Quelques éléments pour une zone de libre échange continentale africaine (ZLECAf) réussie

Par Thomas YAPO

Héritage de l’époque coloniale, les pays d’Afrique exportent essentiellement des matières premières brutes vers l’Europe ou l’Asie mais échangent peu entre eux. En effet, seulement 16% du commerce des États africains se fait dans le continent. A l’instar de l’Europe, l’Afrique veut s’unir et augmenter le commerce intra-africain avec son marché potentiel de 1,2 milliard d’habitants. Une zone de libre échange est le premier pas vers une union économique dont les théoriciens du panafricanisme rêvent depuis des décennies.

Le 1er janvier 2021 le projet de zone de libre échange continentale africaine (ZLECAf) voit donc le jour avec, au moment de la rédaction de cet article, 54 pays signataires de l’accord (la totalité des pays du continent sauf l’Érythrée) et 34 pays ayant ratifié cet accord. Avec son siège au Ghana, l’objectif de la ZLECAf est de baisser les droits de douane de 90% pour les produits fabriqués à l’intérieur du continent. Cette baisse des droits de douane pourrait donc entraîner une hausse des échanges et de l’industrialisation. Le continent verrait alors son produit intérieur brut de 2’300 milliards de dollars (plus que celui de l’Italie mais moins que celui de la France) augmenter. Mais certains considèrent non viable voire utopique ce modèle de développement Sud-Sud. Aussi, il est intéressant de s’interroger sur les facteurs qui feraient le succès de la zone.
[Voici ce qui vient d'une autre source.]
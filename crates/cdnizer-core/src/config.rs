//! Configuration module
//!
//! Options are loaded from the environment (after `.env.local` and `.env` are read with
//! dotenvy) or assembled in code by a build tool embedding the asset hook. Defaults
//! that depend on other options (public domain, upload prefix, cache location) are
//! resolved lazily by the getters so a partially built config stays cheap to clone.

use std::env;
use std::fmt;
use std::path::{Path, PathBuf};

use crate::constants::{
    DEFAULT_CACHE_FILE, DEFAULT_MULTIPART_THRESHOLD_MB, DEFAULT_SOURCE_DIR,
    FALLBACK_UPLOAD_PREFIX, MIN_MULTIPART_THRESHOLD_MB,
};
use crate::include::{IncludeRule, SourceFilter};
use crate::keys::{normalize_prefix, KeyDeriver};
use crate::models::FingerprintSource;
use crate::storage_types::StorageBackend;

const BYTES_PER_MB: u64 = 1024 * 1024;

/// Identity used to sign requests against the bucket. Never printed.
#[derive(Clone, PartialEq, Eq)]
pub struct Credentials {
    secret_id: String,
    secret_key: String,
}

impl Credentials {
    pub fn new(secret_id: impl Into<String>, secret_key: impl Into<String>) -> Self {
        Self {
            secret_id: secret_id.into(),
            secret_key: secret_key.into(),
        }
    }

    pub fn secret_id(&self) -> &str {
        &self.secret_id
    }

    pub fn secret_key(&self) -> &str {
        &self.secret_key
    }
}

impl fmt::Debug for Credentials {
    fn fmt(&self, f: &mut fmt::Formatter<'_>) -> fmt::Result {
        f.debug_struct("Credentials")
            .field("secret_id", &"<redacted>")
            .field("secret_key", &"<redacted>")
            .finish()
    }
}

/// Cdnizer configuration
#[derive(Clone, Debug)]
pub struct CdnizerConfig {
    pub credentials: Option<Credentials>,
    pub bucket: String,
    pub region: String,
    // Custom endpoint for S3-compatible providers (Tencent COS, MinIO, etc.)
    pub endpoint: Option<String>,
    pub domain: Option<String>,
    pub upload_path_prefix: Option<String>,
    pub include: IncludeRule,
    pub source_dir: String,
    pub fingerprint_enabled: bool,
    pub fingerprint_source: FingerprintSource,
    pub caching_enabled: bool,
    pub cache_file: PathBuf,
    pub project_root: PathBuf,
    pub storage_backend: StorageBackend,
    pub local_storage_path: Option<PathBuf>,
    pub multipart_threshold_bytes: u64,
}

impl CdnizerConfig {
    /// Config targeting `bucket` in `region` with every other option at its default.
    ///
    /// The project root is the current directory; fall back to `.` when it cannot be read.
    pub fn new(bucket: impl Into<String>, region: impl Into<String>) -> Self {
        Self {
            credentials: None,
            bucket: bucket.into(),
            region: region.into(),
            endpoint: None,
            domain: None,
            upload_path_prefix: None,
            include: IncludeRule::default(),
            source_dir: DEFAULT_SOURCE_DIR.to_string(),
            fingerprint_enabled: true,
            fingerprint_source: FingerprintSource::Name,
            caching_enabled: true,
            cache_file: PathBuf::from(DEFAULT_CACHE_FILE),
            project_root: env::current_dir().unwrap_or_else(|_| PathBuf::from(".")),
            storage_backend: StorageBackend::S3,
            local_storage_path: None,
            multipart_threshold_bytes: DEFAULT_MULTIPART_THRESHOLD_MB * BYTES_PER_MB,
        }
    }

    pub fn with_credentials(mut self, secret_id: &str, secret_key: &str) -> Self {
        self.credentials = Some(Credentials::new(secret_id, secret_key));
        self
    }

    pub fn with_endpoint(mut self, endpoint: impl Into<String>) -> Self {
        self.endpoint = Some(endpoint.into());
        self
    }

    pub fn with_domain(mut self, domain: impl Into<String>) -> Self {
        self.domain = Some(domain.into());
        self
    }

    pub fn with_upload_path(mut self, prefix: impl Into<String>) -> Self {
        self.upload_path_prefix = Some(prefix.into());
        self
    }

    pub fn with_include(mut self, include: IncludeRule) -> Self {
        self.include = include;
        self
    }

    pub fn with_source_dir(mut self, source_dir: impl Into<String>) -> Self {
        self.source_dir = source_dir.into();
        self
    }

    pub fn with_fingerprint(mut self, enabled: bool) -> Self {
        self.fingerprint_enabled = enabled;
        self
    }

    pub fn with_fingerprint_source(mut self, source: FingerprintSource) -> Self {
        self.fingerprint_source = source;
        self
    }

    pub fn with_caching(mut self, enabled: bool) -> Self {
        self.caching_enabled = enabled;
        self
    }

    pub fn with_cache_file(mut self, cache_file: impl Into<PathBuf>) -> Self {
        self.cache_file = cache_file.into();
        self
    }

    pub fn with_project_root(mut self, root: impl Into<PathBuf>) -> Self {
        self.project_root = root.into();
        self
    }

    /// Publish into a local directory instead of a remote bucket.
    pub fn with_local_storage(mut self, path: impl Into<PathBuf>) -> Self {
        self.storage_backend = StorageBackend::Local;
        self.local_storage_path = Some(path.into());
        self
    }

    pub fn with_multipart_threshold(mut self, bytes: u64) -> Self {
        self.multipart_threshold_bytes = bytes;
        self
    }

    pub fn from_env() -> Result<Self, anyhow::Error> {
        // Earlier files win: dotenvy never overrides variables that are already set.
        dotenvy::from_filename(".env.local").ok();
        dotenvy::dotenv().ok();

        let config = Self::from_lookup(|name| env::var(name).ok())?;
        config.validate()?;
        Ok(config)
    }

    /// Build a config from an arbitrary variable source without validating it.
    ///
    /// Empty values count as unset. Malformed sizes fall back to the default;
    /// unrecognized booleans and enum values are errors.
    pub fn from_lookup<F>(lookup: F) -> Result<Self, anyhow::Error>
    where
        F: Fn(&str) -> Option<String>,
    {
        let var = |name: &str| lookup(name).filter(|v| !v.trim().is_empty());
        let flag = |name: &str, default: bool| -> Result<bool, anyhow::Error> {
            match var(name) {
                Some(value) => parse_flag(&value).ok_or_else(|| {
                    anyhow::anyhow!("{} must be a boolean, got {:?}", name, value)
                }),
                None => Ok(default),
            }
        };

        let mut config = Self::new(
            var("CDNIZER_BUCKET").unwrap_or_default(),
            var("CDNIZER_REGION").unwrap_or_default(),
        );

        let secret_id = var("CDNIZER_SECRET_ID").or_else(|| var("AWS_ACCESS_KEY_ID"));
        let secret_key = var("CDNIZER_SECRET_KEY").or_else(|| var("AWS_SECRET_ACCESS_KEY"));
        config.credentials = match (secret_id, secret_key) {
            (Some(id), Some(key)) => Some(Credentials::new(id, key)),
            _ => None,
        };

        config.endpoint = var("CDNIZER_ENDPOINT");
        config.domain = var("CDNIZER_DOMAIN");
        config.upload_path_prefix = lookup("CDNIZER_UPLOAD_PATH");

        if let Some(include) = var("CDNIZER_INCLUDE") {
            config.include = IncludeRule::extensions(include.split(','));
        }
        if let Some(source_dir) = lookup("CDNIZER_SOURCE_DIR") {
            config.source_dir = source_dir.trim().to_string();
        }

        config.fingerprint_enabled = flag("CDNIZER_FINGERPRINT", true)?;
        if let Some(source) = var("CDNIZER_FINGERPRINT_SOURCE") {
            config.fingerprint_source = source.trim().parse()?;
        }
        config.caching_enabled = flag("CDNIZER_CACHE", true)?;

        if let Some(cache_file) = var("CDNIZER_CACHE_FILE") {
            config.cache_file = PathBuf::from(cache_file);
        }
        if let Some(root) = var("CDNIZER_PROJECT_ROOT") {
            config.project_root = PathBuf::from(root);
        }
        if let Some(backend) = var("CDNIZER_STORAGE_BACKEND") {
            config.storage_backend = backend.trim().parse()?;
        }
        config.local_storage_path = var("CDNIZER_LOCAL_STORAGE_PATH").map(PathBuf::from);

        config.multipart_threshold_bytes = var("CDNIZER_MULTIPART_THRESHOLD_MB")
            .and_then(|v| v.trim().parse::<u64>().ok())
            .unwrap_or(DEFAULT_MULTIPART_THRESHOLD_MB)
            * BYTES_PER_MB;

        Ok(config)
    }

    pub fn validate(&self) -> Result<(), anyhow::Error> {
        match self.storage_backend {
            StorageBackend::S3 => {
                if self.bucket.trim().is_empty() {
                    return Err(anyhow::anyhow!(
                        "CDNIZER_BUCKET must be set when using S3 storage backend"
                    ));
                }
                if self.region.trim().is_empty() {
                    return Err(anyhow::anyhow!(
                        "CDNIZER_REGION must be set when using S3 storage backend"
                    ));
                }
                if self.credentials.is_none() {
                    return Err(anyhow::anyhow!(
                        "CDNIZER_SECRET_ID and CDNIZER_SECRET_KEY must be set when using S3 storage backend"
                    ));
                }
                if self.multipart_threshold_bytes < MIN_MULTIPART_THRESHOLD_MB * BYTES_PER_MB {
                    return Err(anyhow::anyhow!(
                        "CDNIZER_MULTIPART_THRESHOLD_MB must be at least {}",
                        MIN_MULTIPART_THRESHOLD_MB
                    ));
                }
            }
            StorageBackend::Local => {
                if self.local_storage_path.is_none() {
                    return Err(anyhow::anyhow!(
                        "CDNIZER_LOCAL_STORAGE_PATH must be set when using local storage backend"
                    ));
                }
                if self.domain.is_none() {
                    return Err(anyhow::anyhow!(
                        "CDNIZER_DOMAIN must be set when using local storage backend"
                    ));
                }
            }
        }

        if let Some(prefix) = &self.upload_path_prefix {
            normalize_prefix(prefix)
                .map_err(|e| anyhow::anyhow!("CDNIZER_UPLOAD_PATH is invalid: {}", e))?;
        }

        if self.source_dir.contains(['/', '\\']) {
            return Err(anyhow::anyhow!(
                "CDNIZER_SOURCE_DIR must be a single directory name, got {:?}",
                self.source_dir
            ));
        }

        Ok(())
    }

    /// S3 API endpoint; defaults to the Tencent COS endpoint of the region.
    pub fn endpoint_url(&self) -> String {
        match &self.endpoint {
            Some(endpoint) => endpoint.clone(),
            None => format!("https://cos.{}.myqcloud.com", self.region),
        }
    }

    /// Public domain assets are served from.
    ///
    /// Defaults to the bucket's COS URL, or path-style `{endpoint}/{bucket}` when a
    /// custom endpoint is configured.
    pub fn domain(&self) -> String {
        if let Some(domain) = &self.domain {
            return domain.clone();
        }
        match &self.endpoint {
            Some(endpoint) => format!("{}/{}", endpoint.trim_end_matches('/'), self.bucket),
            None => format!("https://{}.cos.{}.myqcloud.com/", self.bucket, self.region),
        }
    }

    /// Upload path prefix; defaults to the project directory name.
    pub fn upload_prefix(&self) -> String {
        if let Some(prefix) = &self.upload_path_prefix {
            return prefix.clone();
        }
        project_name(&self.project_root).unwrap_or_else(|| FALLBACK_UPLOAD_PREFIX.to_string())
    }

    /// Absolute (or project-relative) location of the cache table.
    pub fn cache_path(&self) -> PathBuf {
        if self.cache_file.is_absolute() {
            self.cache_file.clone()
        } else {
            self.project_root.join(&self.cache_file)
        }
    }

    pub fn source_filter(&self) -> SourceFilter {
        SourceFilter::new(&self.source_dir)
    }

    pub fn key_deriver(&self) -> Result<KeyDeriver, anyhow::Error> {
        KeyDeriver::new(&self.upload_prefix(), self.fingerprint_enabled)
            .map_err(|e| anyhow::anyhow!("Invalid upload path prefix: {}", e))
    }
}

/// Boolean environment value in any of the usual spellings.
fn parse_flag(value: &str) -> Option<bool> {
    match value.trim().to_lowercase().as_str() {
        "true" | "1" | "yes" | "on" => Some(true),
        "false" | "0" | "no" | "off" => Some(false),
        _ => None,
    }
}

/// Name of the project directory, resolving `.` and relative roots first.
fn project_name(root: &Path) -> Option<String> {
    let resolved = root.canonicalize().unwrap_or_else(|_| root.to_path_buf());
    resolved
        .file_name()
        .and_then(|name| name.to_str())
        .filter(|name| !name.is_empty())
        .map(String::from)
}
Voici donc quelques éléments nécessaires à la réussite de la ZLECAf :

  1. l’harmonisation : Cette zone est l’opportunité d’harmoniser des communautés économiques régionales (CER) qui ont du mal à apporter l’intégration au continent. Certaines CER sont en panne comme l’Union du Maghreb Arabe pour cause de mésentente entre ses membres. Les trop nombreuses CER avec des pays faisant partie de plusieurs d’entre elles en même temps ont donc fait leur temps.
  2. la solidarité : Les pays les plus développés/riches doivent aider les pays les moins développés comme la Grèce et l’Irlande ont pu bénéficier en leur temps du soutien de leurs voisins au sein de l’Union Européenne. Un mécanisme de péréquation devra être établi entre, par exemple, des pays qui ont pu se développer grâce à leur port et des pays enclavés qui n’ont pas eu cette chance.
  3. la protection des économies nationales : Les pays de la zone doivent favoriser les produits ‘made in Africa’. La clause d’origine qui détermine le pourcentage du produit fabriqué sur place prend donc toute son importance. Les droits de douane plus élevés pour toute production hors de la zone devraient permettre à des économies en voie de développement de trouver un rythme de croisière. Les économies de la zone doivent se diversifier pour offrir une complémentarité à l’intérieur de la zone. Par exemple, certains pays devraient se spécialiser dans certaines productions comme le préconise la théorie de l’avantage comparatif de David RICARDO.
  4. la transformation des matières premières : Il faut que les pays de la zone fassent plus que de l’exportation de matières premières pour apporter de la valeur ajoutée sur place. Pour remédier à cette faible transformation, il faudrait industrialiser. Il est donc primordial d’attirer les investisseurs donc indispensable d’avoir des politiques qui favorisent les investissements.
  5. la logistique : Il faut développer les infrastructures routières entre les pays pour faciliter les échanges intra-africains et les rendre compétitifs par rapport aux échanges avec l’Asie. Il n’est pas normal que faire traverser le monde d’une marchandise jusqu’à un port du golfe de Guinée soit aujourd’hui plus facile et moins cher que de faire voyager cette même marchandise de Bangui à Niamey. Les pays doivent donc faire des investissements massifs en infrastructures pour pouvoir bénéficier au mieux de la ZLECAf.

Avec un potentiel de développement économique énorme, la ZLECAf est une chance pour l’Afrique qui doit prendre son destin en main. Ce projet ambitieux devra néanmoins surmonter des défis considérables pour réussir. Des décisions cruciales devront être prises à 54 ou 55 membres. Là où l’Union Européenne rencontre des difficultés d’entente à 27, que dire des possibilités de blocage institutionnel de la ZLECAf avec autant de pays membres ?

Thomas YAPO est un consultant franco-ivoirien fort d’une expérience de plus de 20 années dans le conseil en stratégie, l’analyse économique et la protection de l’environnement en Europe comme en Afrique sub-saharienne. Il est particulièrement spécialisé sur les sujets de résilience et de recherche de financements. Sa polyvalence est très recherchée sur des problématiques financières complexes.